Saved entries:
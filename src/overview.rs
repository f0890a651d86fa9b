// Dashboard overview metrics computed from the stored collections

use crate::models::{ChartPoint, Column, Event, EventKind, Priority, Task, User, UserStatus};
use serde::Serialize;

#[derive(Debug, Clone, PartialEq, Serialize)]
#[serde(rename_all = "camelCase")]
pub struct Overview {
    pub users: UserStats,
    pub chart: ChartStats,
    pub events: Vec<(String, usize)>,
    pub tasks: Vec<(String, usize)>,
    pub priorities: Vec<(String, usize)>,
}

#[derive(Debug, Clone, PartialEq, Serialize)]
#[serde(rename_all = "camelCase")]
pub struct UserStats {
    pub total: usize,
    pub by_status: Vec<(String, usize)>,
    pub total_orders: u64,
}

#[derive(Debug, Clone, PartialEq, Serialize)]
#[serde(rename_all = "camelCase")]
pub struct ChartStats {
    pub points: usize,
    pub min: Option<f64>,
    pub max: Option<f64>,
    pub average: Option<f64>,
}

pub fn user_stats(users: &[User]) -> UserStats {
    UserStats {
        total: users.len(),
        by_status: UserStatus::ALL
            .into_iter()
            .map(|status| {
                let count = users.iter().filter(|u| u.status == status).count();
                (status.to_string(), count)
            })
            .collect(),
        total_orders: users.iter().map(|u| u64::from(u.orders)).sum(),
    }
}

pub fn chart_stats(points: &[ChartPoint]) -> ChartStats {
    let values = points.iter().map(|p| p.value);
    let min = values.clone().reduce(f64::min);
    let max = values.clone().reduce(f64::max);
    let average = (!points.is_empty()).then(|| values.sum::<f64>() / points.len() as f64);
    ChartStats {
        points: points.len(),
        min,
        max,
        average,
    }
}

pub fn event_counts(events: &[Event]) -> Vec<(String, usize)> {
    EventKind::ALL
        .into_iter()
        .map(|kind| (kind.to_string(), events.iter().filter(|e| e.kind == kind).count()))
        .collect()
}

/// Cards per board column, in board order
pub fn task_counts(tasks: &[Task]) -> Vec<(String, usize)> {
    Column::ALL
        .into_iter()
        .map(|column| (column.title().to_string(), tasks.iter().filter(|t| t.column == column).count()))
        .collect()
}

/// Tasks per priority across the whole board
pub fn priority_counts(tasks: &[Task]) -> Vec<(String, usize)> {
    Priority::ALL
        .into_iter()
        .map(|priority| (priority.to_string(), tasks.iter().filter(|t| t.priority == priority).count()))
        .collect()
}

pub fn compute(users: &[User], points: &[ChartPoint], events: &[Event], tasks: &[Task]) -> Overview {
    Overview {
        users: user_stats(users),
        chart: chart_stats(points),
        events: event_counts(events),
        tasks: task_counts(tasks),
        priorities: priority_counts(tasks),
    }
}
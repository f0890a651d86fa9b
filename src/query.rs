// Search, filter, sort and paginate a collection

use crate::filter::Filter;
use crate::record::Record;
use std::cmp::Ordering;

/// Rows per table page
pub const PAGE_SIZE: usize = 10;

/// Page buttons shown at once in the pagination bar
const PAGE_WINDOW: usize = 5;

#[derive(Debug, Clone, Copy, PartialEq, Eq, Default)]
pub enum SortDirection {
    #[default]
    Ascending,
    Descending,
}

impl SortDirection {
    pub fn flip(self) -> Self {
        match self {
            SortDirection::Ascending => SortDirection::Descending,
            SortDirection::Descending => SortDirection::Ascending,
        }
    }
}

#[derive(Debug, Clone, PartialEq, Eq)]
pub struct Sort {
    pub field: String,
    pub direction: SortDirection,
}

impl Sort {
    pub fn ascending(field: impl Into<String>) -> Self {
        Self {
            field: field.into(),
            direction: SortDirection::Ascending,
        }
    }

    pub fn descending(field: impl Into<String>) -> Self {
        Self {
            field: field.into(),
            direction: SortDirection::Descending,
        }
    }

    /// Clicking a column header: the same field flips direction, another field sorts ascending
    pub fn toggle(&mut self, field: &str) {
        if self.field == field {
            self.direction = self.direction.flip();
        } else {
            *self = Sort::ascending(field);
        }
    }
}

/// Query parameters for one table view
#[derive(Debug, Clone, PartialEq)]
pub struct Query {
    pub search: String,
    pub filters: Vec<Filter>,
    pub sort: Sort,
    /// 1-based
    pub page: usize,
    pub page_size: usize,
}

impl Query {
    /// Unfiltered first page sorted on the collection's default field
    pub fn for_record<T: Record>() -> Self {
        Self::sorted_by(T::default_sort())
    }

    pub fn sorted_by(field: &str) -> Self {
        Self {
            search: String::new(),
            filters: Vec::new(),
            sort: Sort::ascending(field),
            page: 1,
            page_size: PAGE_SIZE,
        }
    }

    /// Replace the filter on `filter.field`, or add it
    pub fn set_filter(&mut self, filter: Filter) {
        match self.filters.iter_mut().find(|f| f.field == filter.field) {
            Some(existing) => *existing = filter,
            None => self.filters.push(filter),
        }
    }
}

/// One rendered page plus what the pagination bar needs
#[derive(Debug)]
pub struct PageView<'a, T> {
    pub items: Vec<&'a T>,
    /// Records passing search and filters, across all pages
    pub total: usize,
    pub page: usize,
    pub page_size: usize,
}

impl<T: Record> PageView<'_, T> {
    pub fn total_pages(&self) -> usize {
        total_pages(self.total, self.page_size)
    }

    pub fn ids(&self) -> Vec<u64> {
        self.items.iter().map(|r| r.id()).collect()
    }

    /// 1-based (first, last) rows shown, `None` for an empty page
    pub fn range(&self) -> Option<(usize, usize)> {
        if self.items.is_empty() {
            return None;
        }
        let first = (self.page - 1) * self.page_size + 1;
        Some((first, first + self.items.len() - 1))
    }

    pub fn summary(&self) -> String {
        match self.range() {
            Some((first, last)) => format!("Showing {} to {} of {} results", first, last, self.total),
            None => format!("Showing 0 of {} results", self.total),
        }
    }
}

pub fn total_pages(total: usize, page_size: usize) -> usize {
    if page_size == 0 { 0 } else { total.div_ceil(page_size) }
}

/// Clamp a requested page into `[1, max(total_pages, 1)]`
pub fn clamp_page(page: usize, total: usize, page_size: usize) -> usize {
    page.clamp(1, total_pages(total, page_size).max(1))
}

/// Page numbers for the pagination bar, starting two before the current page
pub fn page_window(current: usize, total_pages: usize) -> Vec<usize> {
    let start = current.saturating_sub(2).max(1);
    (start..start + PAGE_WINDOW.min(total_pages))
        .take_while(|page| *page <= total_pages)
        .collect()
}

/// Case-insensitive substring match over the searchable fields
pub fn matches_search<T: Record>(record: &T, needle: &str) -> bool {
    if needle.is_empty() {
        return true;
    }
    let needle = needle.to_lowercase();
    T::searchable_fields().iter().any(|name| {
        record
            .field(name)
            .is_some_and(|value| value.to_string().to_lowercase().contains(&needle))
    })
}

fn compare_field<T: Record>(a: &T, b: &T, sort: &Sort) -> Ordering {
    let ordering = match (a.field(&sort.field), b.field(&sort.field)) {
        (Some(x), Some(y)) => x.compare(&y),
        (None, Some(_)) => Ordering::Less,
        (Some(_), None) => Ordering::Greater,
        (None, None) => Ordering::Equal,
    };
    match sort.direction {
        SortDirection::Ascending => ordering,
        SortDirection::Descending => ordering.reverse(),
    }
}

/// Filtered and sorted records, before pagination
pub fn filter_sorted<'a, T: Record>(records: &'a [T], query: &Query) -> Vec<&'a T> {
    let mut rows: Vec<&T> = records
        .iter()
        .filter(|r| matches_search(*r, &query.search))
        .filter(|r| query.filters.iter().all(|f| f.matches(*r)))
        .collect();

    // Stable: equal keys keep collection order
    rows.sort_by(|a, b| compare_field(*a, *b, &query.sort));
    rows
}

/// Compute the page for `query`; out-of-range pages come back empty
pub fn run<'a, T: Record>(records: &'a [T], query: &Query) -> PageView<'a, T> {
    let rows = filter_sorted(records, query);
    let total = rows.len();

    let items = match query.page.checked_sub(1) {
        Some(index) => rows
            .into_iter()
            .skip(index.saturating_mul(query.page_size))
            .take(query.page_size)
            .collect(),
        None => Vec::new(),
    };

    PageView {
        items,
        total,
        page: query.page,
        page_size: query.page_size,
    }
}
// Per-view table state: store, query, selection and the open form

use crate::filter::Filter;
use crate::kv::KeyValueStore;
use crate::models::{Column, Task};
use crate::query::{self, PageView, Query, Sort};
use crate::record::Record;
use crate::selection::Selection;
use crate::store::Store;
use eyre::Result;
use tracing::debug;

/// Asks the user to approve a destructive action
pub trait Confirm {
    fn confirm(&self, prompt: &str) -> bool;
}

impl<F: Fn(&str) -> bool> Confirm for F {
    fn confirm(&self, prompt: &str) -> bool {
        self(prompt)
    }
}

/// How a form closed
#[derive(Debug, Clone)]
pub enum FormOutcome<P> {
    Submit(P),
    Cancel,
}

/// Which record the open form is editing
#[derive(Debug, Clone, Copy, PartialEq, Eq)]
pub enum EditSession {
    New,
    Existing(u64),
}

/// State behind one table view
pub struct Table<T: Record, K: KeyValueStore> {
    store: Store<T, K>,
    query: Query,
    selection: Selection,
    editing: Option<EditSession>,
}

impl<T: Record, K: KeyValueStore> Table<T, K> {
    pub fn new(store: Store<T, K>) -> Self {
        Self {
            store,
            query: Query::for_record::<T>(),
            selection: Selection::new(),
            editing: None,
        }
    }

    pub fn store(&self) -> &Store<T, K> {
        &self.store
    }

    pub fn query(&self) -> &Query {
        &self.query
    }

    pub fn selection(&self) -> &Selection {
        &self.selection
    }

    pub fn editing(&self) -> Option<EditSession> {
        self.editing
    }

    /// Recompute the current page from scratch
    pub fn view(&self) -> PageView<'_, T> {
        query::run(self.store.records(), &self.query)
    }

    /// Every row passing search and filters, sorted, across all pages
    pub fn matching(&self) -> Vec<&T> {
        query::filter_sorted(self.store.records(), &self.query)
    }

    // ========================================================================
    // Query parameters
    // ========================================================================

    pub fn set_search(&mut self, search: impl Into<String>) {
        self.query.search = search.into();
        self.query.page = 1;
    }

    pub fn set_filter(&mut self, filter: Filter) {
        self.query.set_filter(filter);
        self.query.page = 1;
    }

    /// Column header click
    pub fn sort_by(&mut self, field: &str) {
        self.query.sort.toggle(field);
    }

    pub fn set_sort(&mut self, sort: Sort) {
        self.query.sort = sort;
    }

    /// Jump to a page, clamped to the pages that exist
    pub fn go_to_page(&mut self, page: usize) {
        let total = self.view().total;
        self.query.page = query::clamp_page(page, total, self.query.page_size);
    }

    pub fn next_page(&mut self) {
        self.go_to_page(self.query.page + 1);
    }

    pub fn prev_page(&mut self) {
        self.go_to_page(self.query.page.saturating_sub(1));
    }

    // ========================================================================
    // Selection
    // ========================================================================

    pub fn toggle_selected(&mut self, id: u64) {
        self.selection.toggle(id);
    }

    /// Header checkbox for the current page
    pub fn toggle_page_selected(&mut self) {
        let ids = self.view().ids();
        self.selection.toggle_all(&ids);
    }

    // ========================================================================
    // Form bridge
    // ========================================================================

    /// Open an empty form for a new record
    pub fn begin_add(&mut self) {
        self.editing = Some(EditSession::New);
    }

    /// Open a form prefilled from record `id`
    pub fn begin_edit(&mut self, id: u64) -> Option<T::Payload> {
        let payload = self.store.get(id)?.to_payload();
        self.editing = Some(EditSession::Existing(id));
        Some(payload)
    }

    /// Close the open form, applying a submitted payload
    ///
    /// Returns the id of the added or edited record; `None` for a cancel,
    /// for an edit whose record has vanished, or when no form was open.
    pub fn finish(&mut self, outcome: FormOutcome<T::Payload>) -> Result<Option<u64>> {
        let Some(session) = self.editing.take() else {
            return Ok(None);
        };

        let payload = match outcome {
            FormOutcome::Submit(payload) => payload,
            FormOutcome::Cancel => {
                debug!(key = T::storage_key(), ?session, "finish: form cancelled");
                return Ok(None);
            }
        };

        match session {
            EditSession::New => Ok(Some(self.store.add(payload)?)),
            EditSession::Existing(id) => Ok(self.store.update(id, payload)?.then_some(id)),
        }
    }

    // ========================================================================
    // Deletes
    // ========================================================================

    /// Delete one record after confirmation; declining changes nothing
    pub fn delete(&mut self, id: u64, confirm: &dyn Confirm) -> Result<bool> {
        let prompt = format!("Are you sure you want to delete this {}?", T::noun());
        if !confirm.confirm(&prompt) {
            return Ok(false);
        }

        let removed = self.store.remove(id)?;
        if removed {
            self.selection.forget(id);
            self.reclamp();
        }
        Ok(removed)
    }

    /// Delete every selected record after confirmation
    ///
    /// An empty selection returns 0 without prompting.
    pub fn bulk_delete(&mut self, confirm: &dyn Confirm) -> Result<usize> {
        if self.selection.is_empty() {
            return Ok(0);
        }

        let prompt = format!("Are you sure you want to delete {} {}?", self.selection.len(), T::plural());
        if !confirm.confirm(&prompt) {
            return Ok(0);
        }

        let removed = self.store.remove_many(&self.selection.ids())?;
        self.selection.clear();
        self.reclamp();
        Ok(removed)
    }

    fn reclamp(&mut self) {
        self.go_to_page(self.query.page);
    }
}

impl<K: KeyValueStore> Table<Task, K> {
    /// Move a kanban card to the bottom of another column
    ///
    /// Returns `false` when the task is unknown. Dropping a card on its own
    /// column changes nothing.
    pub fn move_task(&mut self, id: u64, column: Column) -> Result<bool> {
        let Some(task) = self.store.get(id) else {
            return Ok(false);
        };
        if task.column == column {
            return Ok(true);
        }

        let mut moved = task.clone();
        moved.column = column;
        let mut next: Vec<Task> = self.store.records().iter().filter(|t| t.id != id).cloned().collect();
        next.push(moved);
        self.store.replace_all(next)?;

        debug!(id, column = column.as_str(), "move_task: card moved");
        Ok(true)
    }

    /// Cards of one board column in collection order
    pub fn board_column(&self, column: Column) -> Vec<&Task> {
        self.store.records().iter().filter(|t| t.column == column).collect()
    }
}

What to work on: Check every line above for the string "push" and copy those that have it.

Answer space:
            None => self.filters.push(filter),
        next.push(moved);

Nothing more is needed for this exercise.